It has been over six years since Jim Thome contributed a hit, a run, a RBI, a walk, or a homer for the Phillies. But, even today, the former first baseman can be credited for taking one of the most consistently mediocre teams in baseball and turning it into a competitor.
In December of 2002, when the Phillies signed Thome, the best hitter on the market, to a 6-year, $85 million contract, it was a clear sign that the owners and management were hoping for a new beginning to go along with their new ballpark.
Finally, there was someone on the roster who could energize, not only a lineup, but an entire city.
He was nothing short of spectacular in his first two seasons with the Fightins. Thome hit a combined 89 home runs and 236 RBIs—numbers the Phillies hadn't seen in years. He subsequently led the Phillies to their best record since the team's 1993 pennant season.

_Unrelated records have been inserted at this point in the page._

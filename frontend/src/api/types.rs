use chrono::{DateTime, Utc};
use leptos::*;
use serde::{Deserialize, Serialize};
use serde_json::Value;

#[derive(Debug, Clone, Copy, PartialEq, Eq, Hash, Serialize, Deserialize)]
pub enum Role {
    #[serde(rename = "MANAGER", alias = "Manager", alias = "manager")]
    Manager,
    #[serde(rename = "EMPLOYEE", alias = "Employee", alias = "employee")]
    Employee,
    #[serde(
        rename = "COWORKER",
        alias = "CO_WORKER",
        alias = "Coworker",
        alias = "coworker"
    )]
    Coworker,
}

impl Role {
    pub const ALL: [Role; 3] = [Role::Manager, Role::Employee, Role::Coworker];

    pub fn label(&self) -> &'static str {
        match self {
            Role::Manager => "Manager",
            Role::Employee => "Employee",
            Role::Coworker => "Coworker",
        }
    }
}

impl std::fmt::Display for Role {
    fn fmt(&self, f: &mut std::fmt::Formatter<'_>) -> std::fmt::Result {
        f.write_str(self.label())
    }
}

/// `{ "data": ... }` wrapper used by every endpoint.
#[derive(Debug, Clone, Serialize, Deserialize)]
pub struct Envelope<T> {
    #[serde(default = "Option::default")]
    pub data: Option<T>,
}

impl<T> Envelope<T> {
    pub fn into_data(self) -> Option<T> {
        self.data
    }
}

#[derive(Debug, Clone, Serialize, Deserialize)]
pub struct LoginRequest {
    pub email: String,
    pub password: String,
}

#[derive(Debug, Clone, Serialize, Deserialize)]
pub struct LoginResponse {
    pub token: String,
    pub user: UserResponse,
}

#[derive(Debug, Clone, PartialEq, Serialize, Deserialize)]
#[serde(rename_all = "camelCase")]
pub struct UserResponse {
    pub id: String,
    #[serde(default)]
    pub email: String,
    #[serde(default)]
    pub name: String,
    pub role: Role,
}

#[derive(Debug, Clone, PartialEq, Serialize, Deserialize)]
#[serde(rename_all = "camelCase")]
pub struct Feedback {
    pub id: String,
    pub author_id: String,
    pub target_id: String,
    pub body: String,
    pub created_at: DateTime<Utc>,
    pub updated_at: DateTime<Utc>,
}

#[derive(Debug, Clone, PartialEq, Serialize, Deserialize)]
pub struct NewFeedback {
    pub body: String,
}

#[derive(Debug, Clone, Default, PartialEq, Serialize, Deserialize)]
#[serde(rename_all = "camelCase")]
pub struct AbsenceStatistics {
    #[serde(default)]
    pub total_days_requested: f64,
    #[serde(default)]
    pub pending_requests: u32,
    #[serde(default)]
    pub total_requests: u32,
}

#[derive(Debug, Clone, Default, PartialEq, Serialize, Deserialize)]
#[serde(rename_all = "camelCase")]
pub struct BackendConfig {
    #[serde(default)]
    pub annual_vacation_days: f64,
}

#[derive(Debug, Clone, PartialEq, Serialize, Deserialize)]
#[serde(rename_all = "camelCase")]
pub struct EmployeeProfile {
    pub id: String,
    #[serde(default)]
    pub user_id: Option<String>,
    #[serde(default)]
    pub name: String,
    #[serde(default)]
    pub email: Option<String>,
    #[serde(default)]
    pub role: Option<Role>,
    #[serde(default)]
    pub department: Option<String>,
    #[serde(default)]
    pub position: Option<String>,
    #[serde(default)]
    pub location: Option<String>,
    #[serde(default)]
    pub phone: Option<String>,
    #[serde(default)]
    pub bio: Option<String>,
    #[serde(default)]
    pub salary: Option<f64>,
}

/// Single-profile reads historically came back as `{ "profile": ... }`.
#[derive(Debug, Clone, Deserialize)]
pub struct ProfileEnvelope {
    #[serde(default, alias = "profile")]
    pub data: Option<EmployeeProfile>,
}

#[derive(Debug, Clone, Default, PartialEq, Serialize, Deserialize)]
#[serde(rename_all = "camelCase")]
pub struct UpdateProfileRequest {
    #[serde(skip_serializing_if = "Option::is_none")]
    pub name: Option<String>,
    #[serde(skip_serializing_if = "Option::is_none")]
    pub department: Option<String>,
    #[serde(skip_serializing_if = "Option::is_none")]
    pub position: Option<String>,
    #[serde(skip_serializing_if = "Option::is_none")]
    pub location: Option<String>,
    #[serde(skip_serializing_if = "Option::is_none")]
    pub phone: Option<String>,
    #[serde(skip_serializing_if = "Option::is_none")]
    pub bio: Option<String>,
}

impl UpdateProfileRequest {
    pub fn is_empty(&self) -> bool {
        self == &Self::default()
    }
}

#[derive(Debug, Clone, PartialEq, Serialize, Deserialize, thiserror::Error)]
#[error("{error}")]
pub struct ApiError {
    pub error: String,
    pub code: String,
    #[serde(skip_serializing_if = "Option::is_none")]
    pub details: Option<Value>,
}

impl From<ApiError> for String {
    fn from(error: ApiError) -> Self {
        error.error
    }
}

impl IntoView for ApiError {
    fn into_view(self) -> View {
        self.error.into_view()
    }
}

impl ApiError {
    fn with_code(msg: impl Into<String>, code: &str) -> Self {
        Self {
            error: msg.into(),
            code: code.to_string(),
            details: None,
        }
    }

    pub fn validation(msg: impl Into<String>) -> Self {
        Self::with_code(msg, "VALIDATION_ERROR")
    }

    pub fn unknown(msg: impl Into<String>) -> Self {
        Self::with_code(msg, "UNKNOWN")
    }

    pub fn request_failed(msg: impl Into<String>) -> Self {
        Self::with_code(msg, "REQUEST_FAILED")
    }

    pub fn unauthorized(msg: impl Into<String>) -> Self {
        Self::with_code(msg, "UNAUTHORIZED")
    }

    pub fn cancelled() -> Self {
        Self::with_code("Request was cancelled", "CANCELLED")
    }

    pub fn from_status(status: u16, msg: Option<String>) -> Self {
        let code = match status {
            401 => "UNAUTHORIZED",
            403 => "FORBIDDEN",
            404 => "NOT_FOUND",
            400 | 422 => "VALIDATION_ERROR",
            500..=599 => "SERVER_ERROR",
            _ => "REQUEST_FAILED",
        };
        let msg = msg
            .filter(|m| !m.trim().is_empty())
            .unwrap_or_else(|| default_status_message(status));
        Self::with_code(msg, code)
    }

    pub fn is_unauthorized(&self) -> bool {
        self.code == "UNAUTHORIZED"
    }

    /// The server looked at the request and said no, as opposed to never answering.
    pub fn is_rejection(&self) -> bool {
        matches!(
            self.code.as_str(),
            "UNAUTHORIZED" | "FORBIDDEN" | "VALIDATION_ERROR"
        )
    }

    pub fn is_cancelled(&self) -> bool {
        self.code == "CANCELLED"
    }
}

fn default_status_message(status: u16) -> String {
    match status {
        401 => "Your session is not authorized. Please sign in again.".into(),
        403 => "You do not have access to this resource.".into(),
        404 => "The requested resource was not found.".into(),
        _ => format!("Request failed with status {}", status),
    }
}

#[cfg(test)]
mod tests {
    use super::*;
    use serde_json::json;

    #[test]
    fn role_accepts_common_spellings() {
        for (raw, role) in [
            ("MANAGER", Role::Manager),
            ("Manager", Role::Manager),
            ("employee", Role::Employee),
            ("CO_WORKER", Role::Coworker),
            ("Coworker", Role::Coworker),
        ] {
            let parsed: Role = serde_json::from_value(json!(raw)).unwrap();
            assert_eq!(parsed, role, "{}", raw);
        }
        assert_eq!(serde_json::to_value(Role::Coworker).unwrap(), json!("COWORKER"));
        assert_eq!(Role::Manager.to_string(), "Manager");
    }

    #[test]
    fn feedback_uses_camel_case_fields() {
        let feedback: Feedback = serde_json::from_value(json!({
            "id": "f1",
            "authorId": "u1",
            "targetId": "p1",
            "body": "Great work",
            "createdAt": "2025-01-02T10:00:00Z",
            "updatedAt": "2025-01-02T10:00:00Z"
        }))
        .unwrap();
        assert_eq!(feedback.author_id, "u1");
        assert_eq!(feedback.target_id, "p1");
    }

    #[test]
    fn envelope_without_data_is_none() {
        let empty: Envelope<Vec<Feedback>> = serde_json::from_value(json!({})).unwrap();
        assert!(empty.into_data().is_none());
        let list: Envelope<Vec<Feedback>> =
            serde_json::from_value(json!({ "data": [] })).unwrap();
        assert_eq!(list.into_data(), Some(Vec::new()));
    }

    #[test]
    fn profile_envelope_accepts_legacy_key() {
        let legacy: ProfileEnvelope = serde_json::from_value(json!({
            "profile": { "id": "p1", "name": "Ada" }
        }))
        .unwrap();
        assert_eq!(legacy.data.unwrap().name, "Ada");
        let current: ProfileEnvelope = serde_json::from_value(json!({
            "data": { "id": "p2", "name": "Grace", "role": "Employee" }
        }))
        .unwrap();
        assert_eq!(current.data.unwrap().role, Some(Role::Employee));
    }

    #[test]
    fn update_profile_skips_unset_fields() {
        let update = UpdateProfileRequest {
            bio: Some("Hello".into()),
            ..UpdateProfileRequest::default()
        };
        assert_eq!(serde_json::to_value(&update).unwrap(), json!({ "bio": "Hello" }));
        assert!(!update.is_empty());
        assert!(UpdateProfileRequest::default().is_empty());
    }

    #[test]
    fn api_error_codes_follow_status() {
        assert!(ApiError::from_status(401, None).is_unauthorized());
        assert_eq!(ApiError::from_status(403, None).code, "FORBIDDEN");
        assert_eq!(ApiError::from_status(422, None).code, "VALIDATION_ERROR");
        assert_eq!(ApiError::from_status(503, None).code, "SERVER_ERROR");
        let custom = ApiError::from_status(404, Some("Profile missing".into()));
        assert_eq!(custom.error, "Profile missing");
        assert_eq!(custom.code, "NOT_FOUND");
        let blank = ApiError::from_status(500, Some("  ".into()));
        assert_eq!(blank.error, "Request failed with status 500");
    }

    #[test]
    fn api_error_helpers_set_codes() {
        assert_eq!(ApiError::validation("x").code, "VALIDATION_ERROR");
        assert_eq!(ApiError::unknown("x").code, "UNKNOWN");
        assert_eq!(ApiError::request_failed("x").code, "REQUEST_FAILED");
        assert!(ApiError::cancelled().is_cancelled());
        assert!(ApiError::validation("x").is_rejection());
        assert!(!ApiError::request_failed("x").is_rejection());
        assert_eq!(ApiError::validation("bad input").to_string(), "bad input");
    }
}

His third year was shortened due to injury, which also ended his Phillies career because of the emergence of another power-hitting lefty.

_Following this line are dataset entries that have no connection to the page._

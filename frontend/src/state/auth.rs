use crate::{
    api::{ApiClient, ApiError, LoginRequest, Role, UserResponse},
    config::UnauthorizedPolicy,
    pages::login::repository::LoginRepository,
    utils::{storage::TokenStorage, token},
};
use chrono::Utc;
use leptos::*;
use std::rc::Rc;

pub type AuthContext = (ReadSignal<AuthState>, WriteSignal<AuthState>);

const EXPIRED_SESSION_MESSAGE: &str = "Your session has expired. Please sign in again.";

#[derive(Debug, Clone, Copy, PartialEq, Eq, Default)]
pub enum AuthStatus {
    Unauthenticated,
    /// Startup begins here while any persisted token is checked.
    #[default]
    Authenticating,
    Authenticated,
    Error,
}

#[derive(Debug, Clone, PartialEq)]
pub struct Session {
    pub user_id: String,
    pub name: String,
    pub email: String,
    pub role: Role,
    pub bearer_token: String,
}

impl Session {
    pub fn from_user(user: UserResponse, bearer_token: String) -> Self {
        Self {
            user_id: user.id,
            name: user.name,
            email: user.email,
            role: user.role,
            bearer_token,
        }
    }
}

#[derive(Debug, Clone, Default, PartialEq)]
pub struct AuthState {
    pub status: AuthStatus,
    pub session: Option<Session>,
    pub error: Option<String>,
}

impl AuthState {
    pub fn is_authenticated(&self) -> bool {
        self.status == AuthStatus::Authenticated && self.session.is_some()
    }

    pub fn is_loading(&self) -> bool {
        self.status == AuthStatus::Authenticating
    }

    pub fn role(&self) -> Option<Role> {
        self.session.as_ref().map(|s| s.role)
    }

    pub fn user_id(&self) -> Option<&str> {
        self.session.as_ref().map(|s| s.user_id.as_str())
    }

    fn begin(&mut self) {
        self.status = AuthStatus::Authenticating;
        self.error = None;
    }

    fn establish(&mut self, session: Session) {
        self.status = AuthStatus::Authenticated;
        self.session = Some(session);
        self.error = None;
    }

    fn reject(&mut self, message: Option<String>) {
        self.status = AuthStatus::Unauthenticated;
        self.session = None;
        self.error = message;
    }

    fn fail(&mut self, message: String) {
        self.status = AuthStatus::Error;
        self.session = None;
        self.error = Some(message);
    }
}

fn enter_authenticated(
    tokens: &dyn TokenStorage,
    set_auth_state: WriteSignal<AuthState>,
    session: Session,
) {
    if let Err(err) = tokens.write_token(&session.bearer_token) {
        log::warn!("Session established but token could not be persisted: {}", err);
    }
    log::info!("Signed in as {} ({})", session.user_id, session.role);
    set_auth_state.update(|state| state.establish(session));
}

fn leave_authenticated(
    tokens: &dyn TokenStorage,
    set_auth_state: WriteSignal<AuthState>,
    message: Option<String>,
) {
    tokens.clear_token();
    set_auth_state.update(|state| state.reject(message));
}

fn create_auth_context(repo: LoginRepository) -> AuthContext {
    let (auth_state, set_auth_state) = create_signal(AuthState::default());
    spawn_local(async move {
        if let Err(err) = restore_session(&repo, set_auth_state).await {
            log::debug!("Persisted session not restored: {}", err);
        }
    });
    (auth_state, set_auth_state)
}

#[component]
pub fn AuthProvider(children: Children) -> impl IntoView {
    let api = use_context::<ApiClient>().unwrap_or_else(|| {
        let api = ApiClient::new();
        provide_context(api.clone());
        api
    });
    let ctx = create_auth_context(LoginRepository::new_with_client(Rc::new(api)));
    provide_context::<AuthContext>(ctx);
    view! { <>{children()}</> }
}

pub fn use_auth() -> AuthContext {
    use_context::<AuthContext>().unwrap_or_else(|| create_signal(AuthState::default()))
}

/// Startup check of whatever token durable storage holds.
pub async fn restore_session(
    repo: &LoginRepository,
    set_auth_state: WriteSignal<AuthState>,
) -> Result<(), ApiError> {
    let tokens = repo.tokens();
    let Some(persisted) = tokens.read_token() else {
        set_auth_state.update(|state| state.reject(None));
        return Ok(());
    };
    if token::is_expired(&persisted, Utc::now()) {
        leave_authenticated(
            tokens.as_ref(),
            set_auth_state,
            Some(EXPIRED_SESSION_MESSAGE.into()),
        );
        return Ok(());
    }

    set_auth_state.update(|state| state.begin());
    match repo.current_user(&persisted).await {
        Ok(user) => {
            enter_authenticated(
                tokens.as_ref(),
                set_auth_state,
                Session::from_user(user, persisted),
            );
            Ok(())
        }
        Err(err) if err.is_rejection() => {
            leave_authenticated(tokens.as_ref(), set_auth_state, None);
            Err(err)
        }
        Err(err) => {
            // The token may still be good; keep it for the next attempt.
            set_auth_state.update(|state| state.fail(err.error.clone()));
            Err(err)
        }
    }
}

pub async fn login_request(
    request: LoginRequest,
    repo: &LoginRepository,
    set_auth_state: WriteSignal<AuthState>,
) -> Result<(), ApiError> {
    set_auth_state.update(|state| state.begin());
    let tokens = repo.tokens();

    match repo.login(request).await {
        Ok(response) => {
            enter_authenticated(
                tokens.as_ref(),
                set_auth_state,
                Session::from_user(response.user, response.token),
            );
            Ok(())
        }
        Err(err) if err.is_rejection() => {
            leave_authenticated(tokens.as_ref(), set_auth_state, Some(err.error.clone()));
            Err(err)
        }
        Err(err) => {
            set_auth_state.update(|state| state.fail(err.error.clone()));
            Err(err)
        }
    }
}

pub fn logout(tokens: &dyn TokenStorage, set_auth_state: WriteSignal<AuthState>) {
    log::info!("Signed out");
    leave_authenticated(tokens, set_auth_state, None);
}

pub fn expire_session(tokens: &dyn TokenStorage, set_auth_state: WriteSignal<AuthState>) {
    log::info!("Session expired by backend");
    leave_authenticated(tokens, set_auth_state, Some(EXPIRED_SESSION_MESSAGE.into()));
}

/// Returns true when the error ended the session.
pub fn apply_unauthorized_policy(
    policy: UnauthorizedPolicy,
    error: &ApiError,
    tokens: &dyn TokenStorage,
    set_auth_state: WriteSignal<AuthState>,
) -> bool {
    if !error.is_unauthorized() || policy != UnauthorizedPolicy::ExpireSession {
        return false;
    }
    expire_session(tokens, set_auth_state);
    true
}

pub fn use_login_action() -> Action<LoginRequest, Result<(), ApiError>> {
    let (_auth, set_auth) = use_auth();
    let api = use_context::<ApiClient>().unwrap_or_else(ApiClient::new);
    let repo = LoginRepository::new_with_client(Rc::new(api));

    create_action(move |request: &LoginRequest| {
        let payload = request.clone();
        let repo = repo.clone();
        async move { login_request(payload, &repo, set_auth).await }
    })
}

pub fn use_logout() -> Callback<()> {
    let (_auth, set_auth) = use_auth();
    let api = use_context::<ApiClient>().unwrap_or_else(ApiClient::new);
    let tokens = api.token_storage();
    Callback::new(move |_| logout(tokens.as_ref(), set_auth))
}


#[cfg(all(test, not(target_arch = "wasm32")))]
mod host_tests {
    use super::*;
    use crate::utils::storage::MemoryTokenStorage;
    use httpmock::prelude::*;

    fn user_json(role: &str) -> serde_json::Value {
        serde_json::json!({
            "id": "u1",
            "email": "alice@example.com",
            "name": "Alice Example",
            "role": role
        })
    }

    fn repo(server: &MockServer, storage: Rc<MemoryTokenStorage>) -> LoginRepository {
        let api = ApiClient::new_with_base_url(server.base_url()).with_token_storage(storage);
        LoginRepository::new_with_client(Rc::new(api))
    }

    fn request() -> LoginRequest {
        LoginRequest {
            email: "alice@example.com".into(),
            password: "secret".into(),
        }
    }

    #[tokio::test]
    async fn login_success_persists_token_and_session() {
        let server = MockServer::start_async().await;
        server
            .mock_async(|when, then| {
                when.method(POST).path("/api/auth/login");
                then.status(200).json_body(serde_json::json!({
                    "data": { "token": "t-new", "user": user_json("MANAGER") }
                }));
            })
            .await;

        let runtime = create_runtime();
        let storage = Rc::new(MemoryTokenStorage::default());
        let (state, set_state) = create_signal(AuthState::default());
        login_request(request(), &repo(&server, storage.clone()), set_state)
            .await
            .unwrap();

        let snapshot = state.get();
        assert_eq!(snapshot.status, AuthStatus::Authenticated);
        assert_eq!(snapshot.role(), Some(Role::Manager));
        assert_eq!(
            snapshot.session.map(|s| s.bearer_token).as_deref(),
            Some("t-new")
        );
        assert_eq!(storage.read_token().as_deref(), Some("t-new"));
        runtime.dispose();
    }

    #[tokio::test]
    async fn rejected_credentials_clear_stored_token() {
        let server = MockServer::start_async().await;
        server
            .mock_async(|when, then| {
                when.method(POST).path("/api/auth/login");
                then.status(401)
                    .json_body(serde_json::json!({ "error": "Invalid credentials" }));
            })
            .await;

        let runtime = create_runtime();
        let storage = Rc::new(MemoryTokenStorage::with_token("old"));
        let (state, set_state) = create_signal(AuthState::default());
        let err = login_request(request(), &repo(&server, storage.clone()), set_state)
            .await
            .unwrap_err();

        assert!(err.is_unauthorized());
        let snapshot = state.get();
        assert_eq!(snapshot.status, AuthStatus::Unauthenticated);
        assert_eq!(snapshot.error.as_deref(), Some("Invalid credentials"));
        assert!(storage.read_token().is_none());
        runtime.dispose();
    }

    #[tokio::test]
    async fn server_failure_on_login_is_error_state() {
        let server = MockServer::start_async().await;
        server
            .mock_async(|when, then| {
                when.method(POST).path("/api/auth/login");
                then.status(503).body("");
            })
            .await;

        let runtime = create_runtime();
        let storage = Rc::new(MemoryTokenStorage::default());
        let (state, set_state) = create_signal(AuthState::default());
        let _ = login_request(request(), &repo(&server, storage), set_state).await;
        assert_eq!(state.get().status, AuthStatus::Error);
        assert!(state.get().error.is_some());
        runtime.dispose();
    }

    #[tokio::test]
    async fn restore_without_token_is_unauthenticated() {
        let server = MockServer::start_async().await;
        let mock = server
            .mock_async(|when, then| {
                when.method(GET).path("/api/auth/me");
                then.status(200)
                    .json_body(serde_json::json!({ "data": user_json("EMPLOYEE") }));
            })
            .await;

        let runtime = create_runtime();
        let (state, set_state) = create_signal(AuthState::default());
        restore_session(&repo(&server, Rc::new(MemoryTokenStorage::default())), set_state)
            .await
            .unwrap();
        assert_eq!(state.get().status, AuthStatus::Unauthenticated);
        assert_eq!(mock.hits_async().await, 0);
        runtime.dispose();
    }

    #[tokio::test]
    async fn restore_with_valid_token_authenticates() {
        let server = MockServer::start_async().await;
        server
            .mock_async(|when, then| {
                when.method(GET)
                    .path("/api/auth/me")
                    .header("Authorization", "Bearer persisted");
                then.status(200)
                    .json_body(serde_json::json!({ "data": user_json("EMPLOYEE") }));
            })
            .await;

        let runtime = create_runtime();
        let storage = Rc::new(MemoryTokenStorage::with_token("persisted"));
        let (state, set_state) = create_signal(AuthState::default());
        restore_session(&repo(&server, storage.clone()), set_state)
            .await
            .unwrap();
        let snapshot = state.get();
        assert!(snapshot.is_authenticated());
        assert_eq!(snapshot.role(), Some(Role::Employee));
        assert_eq!(storage.read_token().as_deref(), Some("persisted"));
        runtime.dispose();
    }

    #[tokio::test]
    async fn restore_with_invalid_token_clears_it() {
        let server = MockServer::start_async().await;
        server
            .mock_async(|when, then| {
                when.method(GET).path("/api/auth/me");
                then.status(401).body("");
            })
            .await;

        let runtime = create_runtime();
        let storage = Rc::new(MemoryTokenStorage::with_token("revoked"));
        let (state, set_state) = create_signal(AuthState::default());
        assert!(restore_session(&repo(&server, storage.clone()), set_state)
            .await
            .is_err());
        assert_eq!(state.get().status, AuthStatus::Unauthenticated);
        assert!(storage.read_token().is_none());
        runtime.dispose();
    }

    #[tokio::test]
    async fn restore_with_expired_jwt_skips_the_network() {
        use base64::{engine::general_purpose::URL_SAFE_NO_PAD, Engine as _};

        let server = MockServer::start_async().await;
        let mock = server
            .mock_async(|when, then| {
                when.method(GET).path("/api/auth/me");
                then.status(200)
                    .json_body(serde_json::json!({ "data": user_json("EMPLOYEE") }));
            })
            .await;
        let payload = URL_SAFE_NO_PAD.encode(r#"{"sub":"u1","exp":1000}"#);
        let expired = format!("header.{}.sig", payload);

        let runtime = create_runtime();
        let storage = Rc::new(MemoryTokenStorage::with_token(expired));
        let (state, set_state) = create_signal(AuthState::default());
        restore_session(&repo(&server, storage.clone()), set_state)
            .await
            .unwrap();
        assert_eq!(state.get().status, AuthStatus::Unauthenticated);
        assert_eq!(state.get().error.as_deref(), Some(EXPIRED_SESSION_MESSAGE));
        assert!(storage.read_token().is_none());
        assert_eq!(mock.hits_async().await, 0);
        runtime.dispose();
    }

    #[tokio::test]
    async fn restore_during_outage_keeps_token() {
        let runtime = create_runtime();
        let storage = Rc::new(MemoryTokenStorage::with_token("persisted"));
        let api = ApiClient::new_with_base_url("http://127.0.0.1:9").with_token_storage(storage.clone());
        let (state, set_state) = create_signal(AuthState::default());
        let err = restore_session(&LoginRepository::new_with_client(Rc::new(api)), set_state)
            .await
            .unwrap_err();
        assert_eq!(err.code, "REQUEST_FAILED");
        assert_eq!(state.get().status, AuthStatus::Error);
        assert_eq!(storage.read_token().as_deref(), Some("persisted"));
        runtime.dispose();
    }
}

Maybe Thome did, as some critics argue, block then minor leaguer Ryan Howard from an earlier start in the Majors. Thome, however, gave the Philadelphia fans something that a prospect could not provide. The fans, after a decade of losing, finally believed in the organization's efforts to win a championship. Along with the ballpark, would come a new era, and it all started with Thome.
Thome went on to continued success with the Chicago White Sox and his current team, the Minnesota Twins. Howard went on to become one of the best young talents in baseball for the Phillies. It all worked out in the end, for both sides. Except for the one thing Thome continues to lack on his finger: a ring.
He probably will never win the title he so vehemently deserves. But on a night where Thome is the center of the baseball world, Phillies fans should be very proud to say that he played in our city, wore our uniform, and helped bring our baseball team back from the abyss.
Congratulations to the newest member of the 600 club—Jim Thome; who will always be, in my mind, a Phillie.